Die Deutschen Institute für Textil- und Faserforschung entwickeln einen Handschuh, der die Kraft des Trägers verstärkt. Arbeiter in großen Versandhäusern oder Kassierer im Supermarkt könnten sich damit die Gelenke schonen.

Böblingen : Ulrich Stolte (uls)

Denkendorf - Ein bisschen sieht es so aus, als wäre da eine menschengroße Marionette am Werk. Vier Seile sind an den Handschuhen eines Lagerarbeiters befestigt, ziehen die Arme hoch und unterstützen so die Bewegungen, mit denen er Pakete stapelt.

 

Die Ingenieure Sandra Blocher und Michael Haupt haben dieser Tage für die Denkendorfer Textilforschungsinstitute (DITF) einen Auftrag der Firma Schmalz aus Glatten bei Freudenstadt zu einem guten Ende gebracht. Sie haben einen Handschuh entwickelt, der die Kräfte seines Trägers auf wundersame Weise verstärkt.

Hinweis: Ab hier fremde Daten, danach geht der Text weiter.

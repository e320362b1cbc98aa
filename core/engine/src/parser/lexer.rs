//! Tokenizer.

use crate::{Position, TernError, TernResult};

#[derive(Debug, Clone, PartialEq)]
pub(crate) enum TokenKind {
    Number(f64),
    String(String),
    Identifier(String),
    Keyword(Keyword),
    Punctuator(&'static str),
    Eof,
}

#[derive(Debug, Clone, Copy, PartialEq, Eq)]
pub(crate) enum Keyword {
    Let,
    Function,
    Return,
    If,
    Else,
    While,
    Debugger,
    Throw,
    True,
    False,
    Undefined,
}

impl Keyword {
    fn from_identifier(ident: &str) -> Option<Self> {
        Some(match ident {
            "let" | "var" | "const" => Self::Let,
            "function" => Self::Function,
            "return" => Self::Return,
            "if" => Self::If,
            "else" => Self::Else,
            "while" => Self::While,
            "debugger" => Self::Debugger,
            "throw" => Self::Throw,
            "true" => Self::True,
            "false" => Self::False,
            "undefined" => Self::Undefined,
            _ => return None,
        })
    }
}

#[derive(Debug, Clone, PartialEq)]
pub(crate) struct Token {
    pub(crate) kind: TokenKind,
    pub(crate) position: Position,
}

// Longest first so `<=` wins over `<`.
const PUNCTUATORS: &[&str] = &[
    "===", "!==", "==", "!=", "<=", ">=", "&&", "||", "(", ")", "{", "}", ",", ";", "=", "+", "-",
    "*", "/", "%", "<", ">", "!",
];

pub(crate) fn tokenize(source: &str) -> TernResult<Vec<Token>> {
    let chars: Vec<char> = source.chars().collect();
    let mut tokens = Vec::new();
    let mut i = 0;
    let mut line = 1;
    let mut column = 1;

    while i < chars.len() {
        let c = chars[i];
        let position = Position::new(line, column);

        if c == '\n' {
            i += 1;
            line += 1;
            column = 1;
            continue;
        }
        if c.is_whitespace() {
            i += 1;
            column += 1;
            continue;
        }
        if c == '/' && chars.get(i + 1) == Some(&'/') {
            while i < chars.len() && chars[i] != '\n' {
                i += 1;
            }
            continue;
        }

        let start = i;
        let kind = if c.is_ascii_digit() {
            while i < chars.len() && (chars[i].is_ascii_digit() || chars[i] == '.') {
                i += 1;
            }
            let text: String = chars[start..i].iter().collect();
            let number = text
                .parse()
                .map_err(|_| TernError::syntax(format!("invalid number `{text}`"), position))?;
            TokenKind::Number(number)
        } else if c.is_alphabetic() || c == '_' || c == '$' {
            while i < chars.len()
                && (chars[i].is_alphanumeric() || chars[i] == '_' || chars[i] == '$')
            {
                i += 1;
            }
            let text: String = chars[start..i].iter().collect();
            match Keyword::from_identifier(&text) {
                Some(keyword) => TokenKind::Keyword(keyword),
                None => TokenKind::Identifier(text),
            }
        } else if c == '"' || c == '\'' {
            i += 1;
            let mut text = String::new();
            loop {
                match chars.get(i) {
                    None | Some('\n') => {
                        return Err(TernError::syntax("unterminated string literal", position));
                    }
                    Some(&q) if q == c => {
                        i += 1;
                        break;
                    }
                    Some('\\') => {
                        let escaped = match chars.get(i + 1) {
                            Some('n') => '\n',
                            Some('t') => '\t',
                            Some(&other) => other,
                            None => {
                                return Err(TernError::syntax(
                                    "unterminated string literal",
                                    position,
                                ));
                            }
                        };
                        text.push(escaped);
                        i += 2;
                    }
                    Some(&other) => {
                        text.push(other);
                        i += 1;
                    }
                }
            }
            TokenKind::String(text)
        } else {
            let rest: String = chars[i..chars.len().min(i + 3)].iter().collect();
            let punctuator = PUNCTUATORS
                .iter()
                .find(|p| rest.starts_with(**p))
                .ok_or_else(|| TernError::syntax(format!("unexpected character `{c}`"), position))?;
            i += punctuator.chars().count();
            TokenKind::Punctuator(punctuator)
        };

        column += u32::try_from(i - start).unwrap_or(u32::MAX);
        tokens.push(Token { kind, position });
    }

    tokens.push(Token {
        kind: TokenKind::Eof,
        position: Position::new(line, column),
    });
    Ok(tokens)
}
//! A dedicated engine thread.
//!
//! The host is built inside the thread, so it never has to be `Send`; only the
//! factory closure crosses over. Everything else talks to it through the
//! [`DebuggerHandle`].

use super::event::EventSender;
use super::{
    DebugError, DebugHost, DebugResult, Debugger, DebuggerHandle, DebuggerOptions, Pending,
};
use crate::{SourceId, Value};
use futures_channel::oneshot;
use std::io;
use std::thread;

/// Stack size of the engine thread; the interpreter recurses once per call.
const ENGINE_STACK_SIZE: usize = 16 * 1024 * 1024;

/// A script running under the debugger on its own thread.
///
/// Dropping an `EngineThread` terminates the script and joins the thread.
#[derive(Debug)]
pub struct EngineThread {
    handle: DebuggerHandle,
    launch: Option<Pending<Value>>,
    thread: Option<thread::JoinHandle<()>>,
}

impl EngineThread {
    /// Spawns the engine thread and starts running `source` on the host built
    /// by `make_host`.
    ///
    /// Depending on `options` the script may first wait for a client to
    /// attach or for [`DebuggerHandle::notify_ui_ready`].
    ///
    /// # Errors
    ///
    /// Fails if the thread cannot be spawned.
    pub fn spawn<H, F>(
        options: DebuggerOptions,
        events: EventSender,
        source_id: SourceId,
        source: String,
        make_host: F,
    ) -> io::Result<Self>
    where
        H: DebugHost,
        F: FnOnce() -> H + Send + 'static,
    {
        let (handle, mailbox) = DebuggerHandle::new();
        let (completion, receiver) = oneshot::channel();
        let launch = handle.pending(receiver);

        let thread = thread::Builder::new()
            .name("tern-engine".into())
            .stack_size(ENGINE_STACK_SIZE)
            .spawn(move || {
                let debugger = Debugger::new(mailbox, options, events);
                let mut host = make_host();
                log::debug!("engine thread started for {source_id}");
                let result = debugger.execute(&mut host, source_id, &source);
                drop(completion.send(result));
                log::debug!("engine thread finished");
            })?;

        Ok(Self {
            handle,
            launch: Some(launch),
            thread: Some(thread),
        })
    }

    /// The handle controlling this run.
    #[must_use]
    pub const fn handle(&self) -> &DebuggerHandle {
        &self.handle
    }

    /// Takes the future that completes with the script's outcome.
    ///
    /// Returns `None` if it was already taken.
    pub fn launch(&mut self) -> Option<Pending<Value>> {
        self.launch.take()
    }

    /// Waits for the script to finish.
    ///
    /// # Errors
    ///
    /// Returns the script's failure, [`DebugError::Cancelled`] if it was
    /// terminated, or [`DebugError::Disconnected`] if the outcome was already
    /// taken through [`EngineThread::launch`] or the thread panicked.
    pub fn join(mut self) -> DebugResult<Value> {
        let result = match self.launch.take() {
            Some(launch) => launch.wait(),
            None => Err(DebugError::Disconnected),
        };
        if let Some(thread) = self.thread.take() {
            if thread.join().is_err() {
                log::error!("engine thread panicked");
                return Err(DebugError::Disconnected);
            }
        }
        result
    }
}

impl Drop for EngineThread {
    fn drop(&mut self) {
        if let Some(thread) = self.thread.take() {
            self.handle.terminate();
            if thread.join().is_err() {
                log::error!("engine thread panicked");
            }
        }
    }
}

Die menschliche Hand ist einmalig auf unserem Planeten

Die menschliche Hand ist einmalig auf unserem Planeten. Je nachdem, welches Material sich eine Hand vornimmt, greift sie verschieden: einen harten Stein anders als eine weiche Milchtüte, zu einem Blatt Papier gehen die Finger anders als zu einem festen Karton.

Wer also die Kraft einer Hand verstärken will, der muss ihre Fähigkeiten abbilden. „Zupacken“, „greifen“, „berühren“, die Liste der Wörter, die die Fähigkeiten einer Hand beschreiben, ist genauso groß wie die Einsatzmöglichkeiten der Kraftverstärkung. Arbeiter in großen Internetversandhäusern, an Supermarktkassen, in Postämtern, können diese Kraftverstärkung gut gebrauchen.

Denn selbst bei leichten Waren unter zwölf Kilogramm verursachen die körperlichen Belastungen bei den Lagerarbeitern nach längerer Zeit Beschwerden wie etwa chronische Rückenschmerzen. Schon heute gibt es verschiedene Hebehilfen, doch werden die in der Praxis nicht gern eingesetzt, weil sie zu umständlich sind. Schließlich muss man nicht nur Kartons bewegen, sondern auch Säcke und Eimer, und für jede Verpackung bräuchte es da einen speziellen Kran. Die menschliche Hand dagegen schafft das alles.

Wie funktioniert nun die künstliche Kraftverstärkung? Die Sensoren an dem Kraft-Handschuh erkennen das Gewicht und die Handhaltung, sowie den Druck, den die Hand ausübt. Sie steuern über zwei Bluetooth-Schnittstellen einen Computer an, und der bewegt zwei motorgesteuerte Riemen, in die der Handschuh eingeklinkt ist. „Die Software weiß, was die Person genau machen will“, erklärt Michael Haupt, der die Abteilung für elektronische Textilien leitet. Weil jede Hand anders ist und jeder Mensch sowieso, weiß die Software auch, welcher Arbeiter wie am Werk ist.

Sandra Blocher hat selbst Hand an den Kraft-Handschuh gelegt. Er besteht aus Alcantara, das ist eine besondere Kunstledersorte, die man oft für Autositze verwendet, weil sie abriebfest ist. Das Material hat sie unter die Maschine gespannt und mit verschiedenen Sensoren bestickt. Die wiederum sind handelsübliche Teile der Industrie, um die Kosten gering zu halten. Hier hat sie sich Know-how von der Firma Alfa Rotec aus Duisburg geholt, die Spezialhandschuhe unter anderem für Gießereien herstellt. „Es war gar nicht so einfach, in Deutschland noch eine Firma zu finden, die Handschuhe fertigt“, sagt die Ingenieurin.

Technische Textilien sind in vielen Bereichen am Markt

Das Projekt hat eine Laufzeit von drei Jahren. Sandra Blocher und ihr Chef Michael Haupt haben es von ihren Vorgängern übernommen und können es jetzt an die Auftraggeber zurückgeben. Ob der künstliche Kraftverstärker jemals marktreif wird, das ist noch ungewiss. Dass die technischen Textilien generell eine Zukunft und auch eine Marktchance haben, dafür hat Michael Haupt greifbare Beweise: Die beheizbare Thermo-Skihose für den Spitzensport, die von den DITF im vorigen Jahr entwickelt wurde, wird jetzt vom Sportartikelhersteller Bogner verkauft.